Classic Hobbit: Ein Halbling mit Stil

19. November 2014


Huch? Wer ist denn da? Es scheint wohl ein Hobbit zu sein! Kommt mit in das Auenland und entdeckt die wunderbaren Facetten dieses Ortes. Wie wir den klassichen Hobbit intepretiert haben und wie wir auf dieses tolle Outfit stießen, erfahrt ihr in den nächsten Zeilen.
Bald ist es soweit: der letzte Teil der Hobbit-Trilogie kommt in die heimischen Kinos und feiert im Dezember Premiere. Wir wollten von vornherein eine Hobbitwoche machen und haben ein wichtiges Event genutzt, um Inspiration zu sammeln und Fans des Hobbits zu involvieren: Die Ring*Con. Wie ihr in dem Beitrag zu unserem Vortrag und Workshop sehen konntet, haben wir fünf Outfits mit unseren tollen Besuchern zusammengestellt, um jene in der Themenwoche vorstellen zu können.

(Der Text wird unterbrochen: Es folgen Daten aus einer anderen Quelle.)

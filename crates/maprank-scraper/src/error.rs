use thiserror::Error;

/// Errors surfaced by the browser pool and the navigation layer.
///
/// These never escape the public extractor entry points: `check_maps_ranking`
/// and `fetch_reviews` catch them at their boundary and fold the message into
/// the result object's `error` field.
#[derive(Debug, Error)]
pub enum ScraperError {
    #[error("browser launch failed: {0}")]
    Launch(String),

    #[error("browser command failed: {0}")]
    Cdp(#[from] chromiumoxide::error::CdpError),

    #[error("navigation to {url} timed out after {timeout_secs}s")]
    NavigationTimeout { url: String, timeout_secs: u64 },

    #[error("HTTP error: {0}")]
    Http(#[from] reqwest::Error),
}
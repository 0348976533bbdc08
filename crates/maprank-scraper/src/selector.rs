//! Selector fallback: the resilience primitive against markup drift.
//!
//! The map UI ships no public API and renames its CSS classes without
//! notice, so every extraction step that depends on page structure goes
//! through this resolver: an ordered list of candidate query patterns is
//! probed first-match-wins within a bounded wait. A miss degrades the
//! specific field being extracted, never the whole call — these functions
//! return `None` instead of erroring.

use std::time::Duration;

use chromiumoxide::{Element, Page};
use tokio::time::Instant;

/// Delay between probe sweeps over the candidate list.
const POLL_INTERVAL: Duration = Duration::from_millis(250);

/// Probes `candidates` in priority order until one matches or `timeout`
/// elapses. Returns the first element found, or `None` when no candidate
/// resolves in time. Never errors.
pub async fn try_selectors(page: &Page, candidates: &[&str], timeout: Duration) -> Option<Element> {
    let deadline = Instant::now() + timeout;
    loop {
        for selector in candidates {
            if let Ok(element) = page.find_element(*selector).await {
                tracing::debug!(selector, "selector resolved");
                return Some(element);
            }
        }
        if Instant::now() >= deadline {
            break;
        }
        tokio::time::sleep(POLL_INTERVAL).await;
    }
    tracing::warn!(?candidates, "no selector candidate resolved within timeout");
    None
}

/// Like [`try_selectors`], but returns the *pattern* that matched rather
/// than the element. Used for repeating row queries: the caller re-runs the
/// winning pattern on every scroll pass instead of re-probing the whole
/// candidate list.
pub async fn resolve_selector<'a>(
    page: &Page,
    candidates: &'a [&'a str],
    timeout: Duration,
) -> Option<&'a str> {
    let deadline = Instant::now() + timeout;
    loop {
        for selector in candidates {
            if page.find_element(*selector).await.is_ok() {
                tracing::debug!(selector, "selector pattern resolved");
                return Some(selector);
            }
        }
        if Instant::now() >= deadline {
            break;
        }
        tokio::time::sleep(POLL_INTERVAL).await;
    }
    tracing::warn!(?candidates, "no selector pattern resolved within timeout");
    None
}

/// Resolves the first matching candidate and reads its inner text.
/// `None` when nothing matches or the element has no text.
pub async fn resolve_text(page: &Page, candidates: &[&str], timeout: Duration) -> Option<String> {
    let element = try_selectors(page, candidates, timeout).await?;
    element
        .inner_text()
        .await
        .ok()
        .flatten()
        .map(|t| t.trim().to_string())
        .filter(|t| !t.is_empty())
}

/// Resolves the first matching candidate and reads one of its attributes.
pub async fn resolve_attribute(
    page: &Page,
    candidates: &[&str],
    attribute: &str,
    timeout: Duration,
) -> Option<String> {
    let element = try_selectors(page, candidates, timeout).await?;
    element.attribute(attribute).await.ok().flatten()
}
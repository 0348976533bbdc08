use crate::GeoLocation;

/// Application configuration for the extraction subsystem.
///
/// Loaded once at startup from environment variables (see
/// [`crate::load_app_config`]); the headless toggle becomes the browser
/// pool's default launch mode.
#[derive(Debug, Clone)]
pub struct AppConfig {
    /// Run the browser engine without a visible window.
    pub headless: bool,
    /// Browser engine relaunch threshold: contexts issued before the
    /// underlying process is recycled to bound memory growth.
    pub browser_recycle_threshold: u32,
    pub navigation_timeout_secs: u64,
    /// Bounded wait for a single selector-candidate probe sweep.
    pub selector_timeout_secs: u64,
    /// Settle delay between scroll passes over an infinite-scroll feed.
    pub scroll_settle_ms: u64,
    /// Upper bound on scroll-and-reread passes per extraction.
    pub max_scroll_passes: u32,
    pub viewport_width: u32,
    pub viewport_height: u32,
    /// Accept-Language / `--lang` value for browsing contexts.
    pub locale: String,
    pub user_agent: String,
    /// Courtesy delay between sequential keyword scans.
    pub inter_keyword_delay_ms: u64,
    /// Base URL of the address-geocoding endpoint (Nominatim-shaped).
    pub geocoder_endpoint: String,
    pub geocoder_timeout_secs: u64,
    /// Search-origin bias applied when neither the caller nor geocoding
    /// supplies a location.
    pub default_location: GeoLocation,
}
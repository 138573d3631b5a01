//! Pomodoro Focus Timer Library
//!
//! This library provides the core functionality for the `pomofocus`
//! terminal timer. It includes:
//! - Timer controller with a cancellable 1-second ticker
//! - Session state types and display formatting
//! - Motivational quote catalog with injectable selection
//! - Audio cue playback (click on input, ding on interval end)
//! - CLI command parsing and display utilities
//! - The single-threaded interactive event loop

pub mod app;
pub mod cli;
pub mod sound;
pub mod timer;
pub mod types;

// Re-export commonly used types for convenience
pub use types::{format_display, DisplaySnapshot, SessionState, TimerConfig, TimerMode};

// Re-export timer types
pub use timer::{
    FixedQuoteSelector, QuoteSelector, RandomQuoteSelector, TimerController, TimerEvent,
    QUOTE_CATALOG,
};

// Re-export sound types
pub use sound::{try_create_player, Cue, MockSoundPlayer, RodioSoundPlayer, SoundError, SoundPlayer};

// Re-export event loop helpers
pub use app::{cue_for_event, parse_intent, UserIntent};
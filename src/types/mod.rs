//! Core data types for the Pomodoro focus timer.
//!
//! This module defines the data structures used for:
//! - Timer mode and duration configuration
//! - Session state (the single mutable entity of the application)
//! - Read-only display snapshots for the presentation layer

use serde::{Deserialize, Serialize};

// ============================================================================
// TimerMode
// ============================================================================

/// Represents the interval the timer is currently counting down.
#[derive(Debug, Clone, Copy, PartialEq, Eq, Serialize, Deserialize)]
#[serde(rename_all = "snake_case")]
pub enum TimerMode {
    /// Focus period (25 minutes by default)
    Work,
    /// Rest period (5 minutes by default)
    Break,
}

impl TimerMode {
    /// Returns the string representation of the mode.
    pub fn as_str(&self) -> &'static str {
        match self {
            TimerMode::Work => "work",
            TimerMode::Break => "break",
        }
    }

    /// Returns the uppercase label shown by the presentation layer.
    pub fn label(&self) -> &'static str {
        match self {
            TimerMode::Work => "WORK",
            TimerMode::Break => "BREAK",
        }
    }

    /// Returns the opposite mode.
    #[must_use]
    pub fn toggled(&self) -> Self {
        match self {
            TimerMode::Work => TimerMode::Break,
            TimerMode::Break => TimerMode::Work,
        }
    }
}

impl Default for TimerMode {
    fn default() -> Self {
        TimerMode::Work
    }
}

// ============================================================================
// TimerConfig
// ============================================================================

/// Interval durations injected into the controller at construction.
///
/// The application always uses the defaults (25/5 minutes); the struct
/// exists so the durations are owned values rather than ambient globals,
/// which keeps the controller testable with short intervals.
#[derive(Debug, Clone, PartialEq, Eq, Serialize, Deserialize)]
pub struct TimerConfig {
    /// Work interval duration in seconds
    pub work_seconds: u32,
    /// Break interval duration in seconds
    pub break_seconds: u32,
}

impl Default for TimerConfig {
    fn default() -> Self {
        Self {
            work_seconds: 25 * 60,
            break_seconds: 5 * 60,
        }
    }
}

impl TimerConfig {
    /// Creates a configuration with the specified work duration.
    pub fn with_work_seconds(mut self, seconds: u32) -> Self {
        self.work_seconds = seconds;
        self
    }

    /// Creates a configuration with the specified break duration.
    pub fn with_break_seconds(mut self, seconds: u32) -> Self {
        self.break_seconds = seconds;
        self
    }

    /// Validates the configuration.
    ///
    /// Returns an error message if validation fails.
    pub fn validate(&self) -> Result<(), String> {
        if self.work_seconds == 0 {
            return Err("work duration must be at least 1 second".to_string());
        }
        if self.break_seconds == 0 {
            return Err("break duration must be at least 1 second".to_string());
        }
        Ok(())
    }

    /// Returns the full duration of the given mode in seconds.
    pub fn duration_for(&self, mode: TimerMode) -> u32 {
        match mode {
            TimerMode::Work => self.work_seconds,
            TimerMode::Break => self.break_seconds,
        }
    }
}

// ============================================================================
// SessionState
// ============================================================================

/// The single mutable entity of the application.
///
/// Invariants:
/// - `seconds_remaining` never exceeds `config.duration_for(mode)`
/// - `current_quote` is `None` whenever `mode` is `Break`
/// - `current_quote` is `None` immediately after a reset
#[derive(Debug, Clone, Serialize, Deserialize)]
pub struct SessionState {
    /// Current interval mode
    pub mode: TimerMode,
    /// Remaining seconds in the current interval
    pub seconds_remaining: u32,
    /// Whether the countdown is active
    pub is_running: bool,
    /// Motivational quote shown during work intervals
    pub current_quote: Option<String>,
    /// Interval durations
    pub config: TimerConfig,
}

impl SessionState {
    /// Creates a fresh session: paused at the start of a work interval.
    pub fn new(config: TimerConfig) -> Self {
        Self {
            mode: TimerMode::Work,
            seconds_remaining: config.work_seconds,
            is_running: false,
            current_quote: None,
            config,
        }
    }

    /// Toggles the run/pause state and returns the new value.
    pub fn toggle_running(&mut self) -> bool {
        self.is_running = !self.is_running;
        self.is_running
    }

    /// Resets to the initial state: paused work interval at full duration,
    /// no quote.
    pub fn reset(&mut self) {
        self.mode = TimerMode::Work;
        self.seconds_remaining = self.config.work_seconds;
        self.is_running = false;
        self.current_quote = None;
    }

    /// Advances the countdown by one second.
    ///
    /// Returns true if the interval has completed (the counter sits at 0
    /// after this call), meaning the caller must switch modes.
    pub fn tick(&mut self) -> bool {
        if self.seconds_remaining > 0 {
            self.seconds_remaining -= 1;
        }
        self.seconds_remaining == 0
    }

    /// Flips the mode and refills the counter from the new mode's duration.
    ///
    /// The flip and the refill happen together so no caller can observe a
    /// zero counter paired with the old mode.
    pub fn switch_mode(&mut self) {
        self.mode = self.mode.toggled();
        self.seconds_remaining = self.config.duration_for(self.mode);
    }

    /// Sets the motivational quote. Only meaningful during work intervals.
    pub fn set_quote(&mut self, quote: impl Into<String>) {
        self.current_quote = Some(quote.into());
    }

    /// Clears the motivational quote.
    pub fn clear_quote(&mut self) {
        self.current_quote = None;
    }

    /// Produces a read-only snapshot for the presentation layer.
    pub fn snapshot(&self) -> DisplaySnapshot {
        DisplaySnapshot {
            formatted_time: format_display(self.seconds_remaining),
            mode: self.mode,
            is_running: self.is_running,
            quote: self.current_quote.clone(),
        }
    }
}

// ============================================================================
// DisplaySnapshot
// ============================================================================

/// Read-only view of the session state consumed by the presentation layer.
#[derive(Debug, Clone, PartialEq, Eq, Serialize)]
pub struct DisplaySnapshot {
    /// Remaining time formatted as "MM:SS"
    #[serde(rename = "formattedTime")]
    pub formatted_time: String,
    /// Current interval mode
    pub mode: TimerMode,
    /// Whether the countdown is active
    #[serde(rename = "isRunning")]
    pub is_running: bool,
    /// Motivational quote, if a work interval is showing one
    #[serde(skip_serializing_if = "Option::is_none")]
    pub quote: Option<String>,
}

/// Formats a second count as "MM:SS" with both fields zero-padded.
pub fn format_display(seconds_remaining: u32) -> String {
    let minutes = seconds_remaining / 60;
    let seconds = seconds_remaining % 60;
    format!("{:02}:{:02}", minutes, seconds)
}

// ============================================================================
// Tests
// ============================================================================
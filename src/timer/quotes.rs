//! Motivational quote catalog and selection.
//!
//! Selection is abstracted behind the `QuoteSelector` trait so the
//! controller can be driven deterministically in tests while the
//! application uses a uniform random pick.

use rand::seq::SliceRandom;

/// The fixed quote catalog. Shown only during work intervals.
pub const QUOTE_CATALOG: [&str; 10] = [
    "Focus on being productive instead of busy.",
    "Don't watch the clock; do what it does. Keep going.",
    "Success is the sum of small efforts repeated day in and day out.",
    "Take breaks, recharge, and come back stronger.",
    "You don't have to be great to start, but you have to start to be great.",
    "Discipline is the bridge between goals and accomplishment.",
    "Small steps every day lead to big results.",
    "Your future is created by what you do today, not tomorrow.",
    "Clear your mind and stay focused.",
    "Stay positive, work hard, make it happen.",
];

/// Trait for quote selection implementations.
pub trait QuoteSelector {
    /// Picks a quote from the catalog.
    fn select(&mut self) -> &'static str;
}

/// Selects a quote uniformly at random.
#[derive(Debug, Default)]
pub struct RandomQuoteSelector;

impl RandomQuoteSelector {
    #[must_use]
    pub fn new() -> Self {
        Self
    }
}

impl QuoteSelector for RandomQuoteSelector {
    fn select(&mut self) -> &'static str {
        let mut rng = rand::thread_rng();
        // The catalog is non-empty, so choose always yields a value
        QUOTE_CATALOG
            .choose(&mut rng)
            .copied()
            .unwrap_or(QUOTE_CATALOG[0])
    }
}

/// Deterministic selector for testing.
///
/// Returns catalog entries starting at the given index, advancing by one
/// on each call and wrapping around.
#[derive(Debug, Default)]
pub struct FixedQuoteSelector {
    next_index: usize,
}

impl FixedQuoteSelector {
    /// Creates a selector that starts at the given catalog index.
    #[must_use]
    pub fn new(start_index: usize) -> Self {
        Self {
            next_index: start_index % QUOTE_CATALOG.len(),
        }
    }
}

impl QuoteSelector for FixedQuoteSelector {
    fn select(&mut self) -> &'static str {
        let quote = QUOTE_CATALOG[self.next_index];
        self.next_index = (self.next_index + 1) % QUOTE_CATALOG.len();
        quote
    }
}

// ============================================================================
// Tests
// ============================================================================
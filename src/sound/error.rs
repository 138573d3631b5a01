//! Sound system error types.
//!
//! Playback failures are always tolerated by the caller; these errors
//! exist for logging and graceful degradation, never to halt the timer.

use thiserror::Error;

/// Errors that can occur in the sound playback system.
#[derive(Debug, Error)]
pub enum SoundError {
    /// Audio device is not available (e.g., headless environment).
    #[error("audio device not available: {0}")]
    DeviceNotAvailable(String),

    /// Failed to decode the cue audio data.
    #[error("failed to decode cue audio: {0}")]
    DecodeError(String),

    /// Failed to create the audio output stream.
    #[error("failed to create audio stream: {0}")]
    StreamError(String),

    /// Generic sound playback error.
    #[error("sound playback error: {0}")]
    PlaybackError(String),
}

impl SoundError {
    /// Returns true if this error is related to device availability.
    #[must_use]
    pub fn is_device_error(&self) -> bool {
        matches!(self, Self::DeviceNotAvailable(_) | Self::StreamError(_))
    }
}
//! Pomodoro Focus - a terminal Pomodoro timer
//!
//! Alternates between:
//! - 25 minutes of focused work (with a motivational quote)
//! - 5 minutes of break
//!
//! Press Enter to start or pause, 'r' to reset, 'q' to quit.

use anyhow::Result;
use clap::{CommandFactory, Parser};

use pomofocus::app;
use pomofocus::cli::{Cli, Commands, Display};

/// Main entry point
#[tokio::main(flavor = "current_thread")]
async fn main() {
    // Initialize logging
    init_tracing();

    // Parse command line arguments
    let cli = Cli::parse();

    // Execute command
    if let Err(e) = execute(cli).await {
        Display::show_error(&e.to_string());
        std::process::exit(1);
    }
}

/// Initializes the tracing subscriber for logging.
fn init_tracing() {
    use tracing_subscriber::{fmt, EnvFilter};

    let filter = EnvFilter::try_from_default_env().unwrap_or_else(|_| EnvFilter::new("warn"));

    fmt()
        .with_env_filter(filter)
        .with_target(false)
        .without_time()
        .init();
}

/// Executes the CLI command.
async fn execute(cli: Cli) -> Result<()> {
    if cli.verbose {
        tracing::info!("Verbose mode enabled");
    }

    match cli.command {
        Some(Commands::Completions { shell }) => {
            generate_completions(shell);
        }
        None => {
            app::run(&cli).await?;
        }
    }

    Ok(())
}

/// Generates shell completion scripts.
fn generate_completions(shell: clap_complete::Shell) {
    use clap_complete::generate;
    use std::io;

    let mut cmd = Cli::command();
    let bin_name = cmd.get_name().to_string();
    generate(shell, &mut cmd, bin_name, &mut io::stdout());
}

// ============================================================================
// Tests
// ============================================================================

Versprechen halten wir schließlich ein und in den kommenden Wochen werdet ihr diese ausgewählten Outfits alle hier sehen können. Wie zum Beispiel in dieses: Ich war wähend unseres Vortrags für die Hobbitgruppe verantwortlich. Wir haben unseren Outfits keinen speziellen Charakter zugeordnet, sondern haben uns gänzlich dem Volk der Hobbits gewidmet. Am Ende kam ein klassischer Hobbit-Look heraus.

Schon zu Beginn sprang den Mädels der Blazer in Weinrot (H&M) ins Gesicht und jener wurde zur Basis des Looks. Da der Hobbit keine überladenen und grellen Farben mag, entschieden wir uns für eine hellbraune Highwaist Shorts (H&M) und einen simplen braunen Pullover. Kombiniert wurde das Outfit mit hellbraunen Wildlederbootlets (New Yorker). Das Outfit stand soweit. Um den Look Hobbitmäßig aufzupeppen, konzentrierten wir uns auf die Accessoires. Die erste Wahl fiel auf das wohl Wichtigste, den EINEN RING! Alle waren sich darüber sofort einig. Kurz danach sprang den Mädels das Elbenblatt in die Augen und wir wussten: auch jenes kommt mit ins Boot. Da Hobbits sehr erdgebunden sind, schlug ich einen Ring in Blattform vor und alle waren sofort begeistert. Wir hafteten die Elbenbrosche an eine braune Tasche und somit stand das komplette Outfit. Da wir während unseres Vortrags keine Zeit für Nagellack hatten, entschieden wir uns am Shootingtag für einen nudefarbenen Nagellack von p2.


Nun ging es ans Feintuning. Das Makeup und die Frisur, was wir ebenfalls erst am Tag unseres Shootings festlegen konnten. Wir waren uns zunächst nicht einig, wie wir uns den klassichen Hobbit vorstellen sollten. Soll der Hobbit stark oder eher dezent geschminkt sein? Sollten wir Lippenstift oder lieber keinen benutzen? Und die Haare? Sollen sie wild und lockig sein oder doch glatt und gediegen? Fragen über Fragen. Wir kamen zu dem Entschluss: Weniger ist mehr!
 

Sanft und leicht sollte das Makeup sein. Es soll an die Naturverbundenheit der Hobbits erinnern. Wir  entschieden uns für einen hellen braunen Lidschatten und verfeinerten ihn mit Mascara von Catrice. Um das Makeup abzurunden und einen Eyecatcher zu setzen, benetzte ich meine Lippen in einem rosigen Ton von L'Oréal. Simpel blieb es auch bei der Frisur. Ich kämmte mein Haar nur zu einem Seitenscheitel und schüttelte sie ein wenig und TADAAA, der Look stand.

Nochmal ein ganz großes DANKE und Lob an die Damen, die das Outfit ausgewählt haben!

Was haltet ihr von dem Look? Kann ich mich so im Aulenland zeigen lassen?